Saved entries
++++++++++

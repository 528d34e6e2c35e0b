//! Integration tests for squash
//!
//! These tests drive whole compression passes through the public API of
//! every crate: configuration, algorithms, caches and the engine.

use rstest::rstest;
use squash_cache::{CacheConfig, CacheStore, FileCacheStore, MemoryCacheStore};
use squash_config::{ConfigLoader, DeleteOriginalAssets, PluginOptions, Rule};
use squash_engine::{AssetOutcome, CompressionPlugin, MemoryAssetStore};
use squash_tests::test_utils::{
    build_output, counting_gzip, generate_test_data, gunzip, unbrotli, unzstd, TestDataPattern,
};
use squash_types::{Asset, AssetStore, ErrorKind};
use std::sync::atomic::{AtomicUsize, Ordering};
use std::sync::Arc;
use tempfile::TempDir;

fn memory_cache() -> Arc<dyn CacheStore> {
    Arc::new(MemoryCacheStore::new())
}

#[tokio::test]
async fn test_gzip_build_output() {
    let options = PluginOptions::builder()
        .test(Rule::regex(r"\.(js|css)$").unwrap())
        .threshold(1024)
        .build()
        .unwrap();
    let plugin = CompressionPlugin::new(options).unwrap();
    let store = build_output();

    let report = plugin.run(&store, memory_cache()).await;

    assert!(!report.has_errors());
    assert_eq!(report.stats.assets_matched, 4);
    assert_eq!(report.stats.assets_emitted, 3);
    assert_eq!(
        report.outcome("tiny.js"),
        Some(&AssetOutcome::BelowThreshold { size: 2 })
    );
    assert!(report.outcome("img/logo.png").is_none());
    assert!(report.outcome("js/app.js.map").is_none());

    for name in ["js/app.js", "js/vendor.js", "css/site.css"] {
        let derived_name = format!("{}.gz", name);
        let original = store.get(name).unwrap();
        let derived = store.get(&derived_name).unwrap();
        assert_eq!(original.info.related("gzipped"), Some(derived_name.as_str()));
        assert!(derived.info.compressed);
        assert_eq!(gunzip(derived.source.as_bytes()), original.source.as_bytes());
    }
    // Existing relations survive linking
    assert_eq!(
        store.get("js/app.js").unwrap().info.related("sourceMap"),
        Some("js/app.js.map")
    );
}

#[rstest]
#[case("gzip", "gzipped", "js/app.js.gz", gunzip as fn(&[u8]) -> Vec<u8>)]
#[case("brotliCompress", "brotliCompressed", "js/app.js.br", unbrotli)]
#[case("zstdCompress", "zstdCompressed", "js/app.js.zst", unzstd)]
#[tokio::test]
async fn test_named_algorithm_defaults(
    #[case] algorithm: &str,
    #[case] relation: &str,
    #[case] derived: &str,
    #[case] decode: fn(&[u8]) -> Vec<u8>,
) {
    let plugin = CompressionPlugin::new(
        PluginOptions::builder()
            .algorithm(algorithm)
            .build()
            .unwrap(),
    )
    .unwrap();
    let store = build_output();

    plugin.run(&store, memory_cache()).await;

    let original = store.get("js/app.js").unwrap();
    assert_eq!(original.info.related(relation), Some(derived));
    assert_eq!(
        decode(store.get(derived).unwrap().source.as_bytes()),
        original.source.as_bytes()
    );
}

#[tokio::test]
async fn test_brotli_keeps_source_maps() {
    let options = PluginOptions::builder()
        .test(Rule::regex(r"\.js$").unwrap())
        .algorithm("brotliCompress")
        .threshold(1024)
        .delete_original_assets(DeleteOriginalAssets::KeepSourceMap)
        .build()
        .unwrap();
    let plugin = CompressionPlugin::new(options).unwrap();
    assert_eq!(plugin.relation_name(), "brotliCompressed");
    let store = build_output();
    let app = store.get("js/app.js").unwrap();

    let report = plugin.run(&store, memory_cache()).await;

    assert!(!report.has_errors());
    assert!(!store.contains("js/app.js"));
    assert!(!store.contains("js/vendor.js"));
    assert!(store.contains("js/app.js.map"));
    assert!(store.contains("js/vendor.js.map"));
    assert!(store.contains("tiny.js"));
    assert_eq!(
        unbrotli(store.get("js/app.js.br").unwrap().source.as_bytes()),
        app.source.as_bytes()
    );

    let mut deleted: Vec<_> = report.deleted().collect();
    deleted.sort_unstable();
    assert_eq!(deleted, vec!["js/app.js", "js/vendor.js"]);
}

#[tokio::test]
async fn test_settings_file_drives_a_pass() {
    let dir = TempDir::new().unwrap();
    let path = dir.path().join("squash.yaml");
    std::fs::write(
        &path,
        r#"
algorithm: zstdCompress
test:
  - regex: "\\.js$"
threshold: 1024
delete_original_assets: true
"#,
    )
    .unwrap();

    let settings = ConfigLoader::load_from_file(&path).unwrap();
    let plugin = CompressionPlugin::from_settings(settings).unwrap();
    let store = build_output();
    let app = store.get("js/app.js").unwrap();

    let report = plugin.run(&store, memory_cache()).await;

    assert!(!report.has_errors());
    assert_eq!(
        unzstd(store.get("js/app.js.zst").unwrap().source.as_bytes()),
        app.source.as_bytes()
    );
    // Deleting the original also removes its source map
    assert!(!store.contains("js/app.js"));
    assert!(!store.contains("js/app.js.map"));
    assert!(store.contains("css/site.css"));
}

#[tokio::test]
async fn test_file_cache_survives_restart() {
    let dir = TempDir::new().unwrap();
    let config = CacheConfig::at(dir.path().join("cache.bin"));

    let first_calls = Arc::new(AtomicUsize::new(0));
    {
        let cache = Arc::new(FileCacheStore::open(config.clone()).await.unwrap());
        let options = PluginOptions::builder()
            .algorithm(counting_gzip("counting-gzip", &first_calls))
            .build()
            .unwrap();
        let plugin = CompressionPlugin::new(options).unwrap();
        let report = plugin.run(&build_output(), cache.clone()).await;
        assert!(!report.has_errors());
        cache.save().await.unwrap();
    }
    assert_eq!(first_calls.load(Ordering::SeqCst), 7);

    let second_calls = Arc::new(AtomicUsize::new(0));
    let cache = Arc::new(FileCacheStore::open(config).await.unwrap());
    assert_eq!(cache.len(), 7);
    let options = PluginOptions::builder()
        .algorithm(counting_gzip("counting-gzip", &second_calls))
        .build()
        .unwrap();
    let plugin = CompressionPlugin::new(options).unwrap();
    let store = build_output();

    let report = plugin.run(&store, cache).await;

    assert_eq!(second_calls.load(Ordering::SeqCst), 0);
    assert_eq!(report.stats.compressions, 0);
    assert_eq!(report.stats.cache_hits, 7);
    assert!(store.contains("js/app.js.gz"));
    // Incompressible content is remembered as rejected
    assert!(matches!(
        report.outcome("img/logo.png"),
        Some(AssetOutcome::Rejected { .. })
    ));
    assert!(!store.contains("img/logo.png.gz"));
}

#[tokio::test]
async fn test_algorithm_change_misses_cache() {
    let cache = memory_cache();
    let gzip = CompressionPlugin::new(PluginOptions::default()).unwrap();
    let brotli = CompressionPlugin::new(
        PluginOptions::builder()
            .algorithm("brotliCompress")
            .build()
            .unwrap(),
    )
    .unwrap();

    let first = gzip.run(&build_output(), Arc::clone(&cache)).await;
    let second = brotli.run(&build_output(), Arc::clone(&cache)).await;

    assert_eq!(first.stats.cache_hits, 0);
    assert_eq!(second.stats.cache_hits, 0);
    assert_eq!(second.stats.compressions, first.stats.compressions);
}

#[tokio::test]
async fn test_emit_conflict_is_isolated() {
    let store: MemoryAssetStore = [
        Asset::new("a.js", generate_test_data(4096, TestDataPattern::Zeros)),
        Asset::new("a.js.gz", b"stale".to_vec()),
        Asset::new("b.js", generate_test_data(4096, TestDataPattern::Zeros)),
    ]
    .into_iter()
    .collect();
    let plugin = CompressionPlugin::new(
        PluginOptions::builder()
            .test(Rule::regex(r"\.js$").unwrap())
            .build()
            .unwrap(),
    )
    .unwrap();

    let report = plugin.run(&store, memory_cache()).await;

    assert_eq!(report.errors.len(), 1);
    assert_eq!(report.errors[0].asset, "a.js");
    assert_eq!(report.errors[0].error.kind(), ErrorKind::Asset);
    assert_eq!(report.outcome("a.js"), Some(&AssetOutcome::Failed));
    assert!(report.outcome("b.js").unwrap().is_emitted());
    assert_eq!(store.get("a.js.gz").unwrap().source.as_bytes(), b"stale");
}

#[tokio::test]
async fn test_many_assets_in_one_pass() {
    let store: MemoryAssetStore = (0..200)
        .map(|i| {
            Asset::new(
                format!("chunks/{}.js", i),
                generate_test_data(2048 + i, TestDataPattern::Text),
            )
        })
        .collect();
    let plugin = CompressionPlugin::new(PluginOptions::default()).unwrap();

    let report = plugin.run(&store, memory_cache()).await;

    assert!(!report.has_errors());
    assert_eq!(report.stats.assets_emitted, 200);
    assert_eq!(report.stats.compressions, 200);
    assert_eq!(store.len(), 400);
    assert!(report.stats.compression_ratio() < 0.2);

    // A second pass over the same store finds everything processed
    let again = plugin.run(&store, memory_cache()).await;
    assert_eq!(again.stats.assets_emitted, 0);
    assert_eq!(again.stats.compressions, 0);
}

++++++++++

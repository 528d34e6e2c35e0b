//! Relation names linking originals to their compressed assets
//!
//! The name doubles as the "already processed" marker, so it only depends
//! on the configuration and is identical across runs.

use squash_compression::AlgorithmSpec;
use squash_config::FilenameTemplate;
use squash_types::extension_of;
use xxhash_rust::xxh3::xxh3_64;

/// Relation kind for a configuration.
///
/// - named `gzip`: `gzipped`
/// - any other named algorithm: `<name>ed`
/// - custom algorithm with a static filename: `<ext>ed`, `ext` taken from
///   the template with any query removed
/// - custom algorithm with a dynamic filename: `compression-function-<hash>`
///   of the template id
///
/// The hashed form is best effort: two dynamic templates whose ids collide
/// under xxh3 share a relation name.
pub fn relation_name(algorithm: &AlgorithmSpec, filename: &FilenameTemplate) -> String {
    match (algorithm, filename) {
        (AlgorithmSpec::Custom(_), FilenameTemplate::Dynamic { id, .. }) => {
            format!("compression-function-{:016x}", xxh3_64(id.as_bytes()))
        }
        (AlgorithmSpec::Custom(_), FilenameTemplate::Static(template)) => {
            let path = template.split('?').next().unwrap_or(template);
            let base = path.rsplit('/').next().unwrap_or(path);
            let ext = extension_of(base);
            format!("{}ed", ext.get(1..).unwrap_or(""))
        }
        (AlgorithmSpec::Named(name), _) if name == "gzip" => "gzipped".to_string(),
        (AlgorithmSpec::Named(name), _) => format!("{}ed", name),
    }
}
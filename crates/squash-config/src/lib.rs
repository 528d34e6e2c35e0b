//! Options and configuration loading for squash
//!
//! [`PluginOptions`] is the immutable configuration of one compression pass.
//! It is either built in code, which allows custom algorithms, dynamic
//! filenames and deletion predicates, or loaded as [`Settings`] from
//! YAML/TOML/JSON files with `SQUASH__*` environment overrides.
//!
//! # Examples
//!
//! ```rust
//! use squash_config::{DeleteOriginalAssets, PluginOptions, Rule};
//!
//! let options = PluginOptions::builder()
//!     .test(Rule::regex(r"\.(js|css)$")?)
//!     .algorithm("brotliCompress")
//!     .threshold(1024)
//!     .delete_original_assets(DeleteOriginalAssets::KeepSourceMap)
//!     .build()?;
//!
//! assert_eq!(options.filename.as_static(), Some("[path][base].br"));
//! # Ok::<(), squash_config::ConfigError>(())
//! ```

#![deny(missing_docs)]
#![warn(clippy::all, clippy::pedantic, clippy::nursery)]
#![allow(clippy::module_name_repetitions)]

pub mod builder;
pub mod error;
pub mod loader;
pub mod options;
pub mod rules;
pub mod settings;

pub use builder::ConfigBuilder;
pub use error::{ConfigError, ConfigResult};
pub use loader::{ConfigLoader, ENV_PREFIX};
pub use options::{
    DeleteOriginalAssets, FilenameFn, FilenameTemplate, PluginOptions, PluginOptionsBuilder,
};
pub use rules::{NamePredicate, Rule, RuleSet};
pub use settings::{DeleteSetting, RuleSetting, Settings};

++++++++++

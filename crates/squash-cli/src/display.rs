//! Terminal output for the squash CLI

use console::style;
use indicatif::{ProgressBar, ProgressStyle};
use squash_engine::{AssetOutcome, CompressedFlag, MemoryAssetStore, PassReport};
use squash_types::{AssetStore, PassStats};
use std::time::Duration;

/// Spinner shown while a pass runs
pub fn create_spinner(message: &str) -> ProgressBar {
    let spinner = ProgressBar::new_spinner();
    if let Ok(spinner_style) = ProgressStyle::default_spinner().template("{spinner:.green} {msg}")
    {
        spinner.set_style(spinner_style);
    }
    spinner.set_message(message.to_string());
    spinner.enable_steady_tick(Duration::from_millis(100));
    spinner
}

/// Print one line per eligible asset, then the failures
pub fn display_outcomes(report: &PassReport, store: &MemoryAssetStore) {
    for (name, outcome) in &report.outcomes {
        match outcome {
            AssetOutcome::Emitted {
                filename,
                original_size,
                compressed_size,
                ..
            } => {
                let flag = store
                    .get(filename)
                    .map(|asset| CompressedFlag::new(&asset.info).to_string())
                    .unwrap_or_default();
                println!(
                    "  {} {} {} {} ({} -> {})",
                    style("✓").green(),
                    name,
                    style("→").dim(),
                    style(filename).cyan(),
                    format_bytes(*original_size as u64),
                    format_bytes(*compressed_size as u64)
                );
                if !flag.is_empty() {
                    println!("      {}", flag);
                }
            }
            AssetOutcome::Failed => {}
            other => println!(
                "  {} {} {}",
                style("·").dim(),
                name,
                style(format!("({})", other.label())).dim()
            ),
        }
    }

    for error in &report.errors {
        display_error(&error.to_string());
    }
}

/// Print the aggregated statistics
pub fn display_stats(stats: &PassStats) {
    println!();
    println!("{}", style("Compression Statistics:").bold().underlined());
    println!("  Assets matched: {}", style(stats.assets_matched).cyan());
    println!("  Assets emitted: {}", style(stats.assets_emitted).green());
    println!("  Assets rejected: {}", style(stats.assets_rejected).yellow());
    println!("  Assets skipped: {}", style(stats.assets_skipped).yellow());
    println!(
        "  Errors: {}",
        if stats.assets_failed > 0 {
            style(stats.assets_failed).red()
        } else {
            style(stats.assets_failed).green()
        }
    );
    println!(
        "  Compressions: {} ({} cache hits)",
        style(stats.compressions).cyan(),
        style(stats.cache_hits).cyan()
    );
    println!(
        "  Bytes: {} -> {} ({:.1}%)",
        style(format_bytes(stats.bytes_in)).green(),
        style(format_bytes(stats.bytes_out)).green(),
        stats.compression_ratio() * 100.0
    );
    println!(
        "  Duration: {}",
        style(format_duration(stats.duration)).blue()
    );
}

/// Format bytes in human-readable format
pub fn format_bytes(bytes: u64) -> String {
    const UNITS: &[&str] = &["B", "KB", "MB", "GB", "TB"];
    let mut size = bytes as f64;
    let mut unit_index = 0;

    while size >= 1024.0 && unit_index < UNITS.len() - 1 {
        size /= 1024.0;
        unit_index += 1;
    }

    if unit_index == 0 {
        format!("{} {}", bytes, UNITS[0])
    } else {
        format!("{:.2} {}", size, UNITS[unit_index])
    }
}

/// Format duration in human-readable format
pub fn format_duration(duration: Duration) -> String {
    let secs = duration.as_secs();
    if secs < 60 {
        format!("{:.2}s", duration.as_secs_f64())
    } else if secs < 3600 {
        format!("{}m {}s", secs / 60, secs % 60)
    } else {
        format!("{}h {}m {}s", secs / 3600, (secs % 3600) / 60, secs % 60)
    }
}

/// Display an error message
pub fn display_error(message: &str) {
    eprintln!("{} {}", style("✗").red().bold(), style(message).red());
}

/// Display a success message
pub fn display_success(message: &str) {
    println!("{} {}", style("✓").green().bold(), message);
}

++++++++++

» **Your task**: Among the entries, count the lines that hold "FileCacheStore". Reply with the count only.

» **Your response**: 3